It is now perfectly reasonable, for instance, to believe that a novel virus that killed more than 20 million people worldwide and upended for years the daily life of billions was engineered by scientists and then released by accident, with a global cover-up improvised in the months that followed. To me, it is probably fair to call this a campaign of information suppression, but it does not appear to have been especially effective, since as early as May 2020, at roughly the peak of that censorship, nearly half of Americans believed the Covid virus had come out of a lab. But over time, the lab-leak theory of pandemic origins has grown even closer to consensus, and not just in America; the German spy agency, for instance, now believes that the virus probably came out of a lab — a view broadly in line with the views of American intelligence.
Other conspiracy theories hang so much in plain sight, they look like wallpaper. The biggest story of the new presidential term, for instance, has been that the world’s richest man, anointed rather than elected to government, has spent the administration’s first two months trying to resize and reprogram the functioning of the entire federal bureaucracy — relying on a team of shadowy operatives devoted enough to secrecy and anonymity that those identifying them have been accused by Musk of criminal harassment.
This web of conspiracy reality is not brand-new. There was, in fact, Russian interference in the 2016 election, if probably not the coordinated kind that obsessed resistance liberals through Trump’s first term (in which Blackwater’s Erik Prince appeared to be conducting a shadow American foreign policy). The Panama Papers revealed a large network of corruption, influence and tax avoidance by the world’s richest and most powerful people; in the 1MDB scandal, billions of dollars had allegedly been stolen from the Malaysian government and funneled into Hollywood (among other places).

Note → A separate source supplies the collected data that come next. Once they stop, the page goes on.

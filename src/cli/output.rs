//! Output formatting
//!
//! Status messages, JSON output and error display. Output preferences are
//! applied once at startup and read by every command.

use std::sync::OnceLock;

use serde::Serialize;

/// Status message prefixes
pub mod status {
    /// Success prefix (green checkmark)
    pub const SUCCESS: &str = "✓";

    /// Error prefix (red X)
    pub const ERROR: &str = "✗";

    /// Warning prefix (yellow triangle)
    pub const WARNING: &str = "⚠";

    /// Info prefix (blue circle)
    pub const INFO: &str = "ℹ";
}

/// Output preferences for the current invocation
#[derive(Debug, Clone, Copy, Default, PartialEq, Eq)]
pub struct OutputConfig {
    pub quiet: bool,
    pub json: bool,
    pub verbose: u8,
}

static OUTPUT: OnceLock<OutputConfig> = OnceLock::new();

impl OutputConfig {
    /// Create an output configuration from command-line flags
    pub fn new(quiet: bool, json: bool, verbose: u8) -> Self {
        Self {
            quiet,
            json,
            verbose,
        }
    }

    /// Make this configuration the process-wide one
    ///
    /// Only the first call has an effect.
    pub fn apply_global(self) {
        let _ = OUTPUT.set(self);
    }

    /// The process-wide configuration, defaults when none was applied
    pub fn global() -> Self {
        OUTPUT.get().copied().unwrap_or_default()
    }

    /// Log level implied by the flags
    pub fn log_level(&self) -> tracing::Level {
        if self.quiet {
            return tracing::Level::ERROR;
        }
        match self.verbose {
            0 => tracing::Level::WARN,
            1 => tracing::Level::INFO,
            _ => tracing::Level::DEBUG,
        }
    }
}

/// Print a line unless quiet or JSON output is active
pub fn line(message: impl AsRef<str>) {
    let config = OutputConfig::global();
    if !config.quiet && !config.json {
        println!("{}", message.as_ref());
    }
}

/// Print a success message
pub fn success(message: impl AsRef<str>) {
    line(format!("{} {}", status::SUCCESS, message.as_ref()));
}

/// Print an informational message
pub fn info(message: impl AsRef<str>) {
    line(format!("{} {}", status::INFO, message.as_ref()));
}

/// Print a warning to stderr unless quiet
pub fn warning(message: impl AsRef<str>) {
    if !OutputConfig::global().quiet {
        eprintln!("{} {}", status::WARNING, message.as_ref());
    }
}

/// Print a value as pretty JSON
pub fn json<T: Serialize>(value: &T) -> anyhow::Result<()> {
    println!("{}", serde_json::to_string_pretty(value)?);
    Ok(())
}

/// Print an error and its causes to stderr
pub fn display_error(error: &anyhow::Error) {
    eprintln!("{} Error: {error}", status::ERROR);
    for cause in error.chain().skip(1) {
        eprintln!("  Caused by: {cause}");
    }
}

In 2016 it was at least a small scandal that Trump didn’t put his financial holdings in a blind trust before assuming the presidency; by 2022, it was barely a news story when the Saudi crown prince’s investment fund gave $2 billion to Jared Kushner, Trump’s son-in-law; and by 2024, it was so taken for granted that the family was hoping to profit while governing that no one really blinked when the president released a meme coin on the eve of his inauguration. In 2020 and 2021 the Department of Defense conducted a social media disinformation campaign to dampen the uptake of Chinese Covid vaccines in the Philippines and several Muslim-majority countries in Central Asia, and over the past five years, we’ve been treated to several serious news cycles about U.F.O.s and what the government has learned about them.
And then there is Jeffrey Epstein, the obvious lodestar of this everybody-knows age of conspiracy and corruption, whose connections to many of the world’s most powerful people are not whispered rumors but stunningly well-known facts. This is part of what made social media enthusiasm about the Epstein files during the presidential campaign so strange. We already had the flight logs and the address book, the video with Trump and the photo of Musk and Ghislaine Maxwell. (We even had the story of Steve Bannon conducting a long on-camera interview with Epstein, as a way of testing whether an appearance on “60 Minutes” would be a good idea.)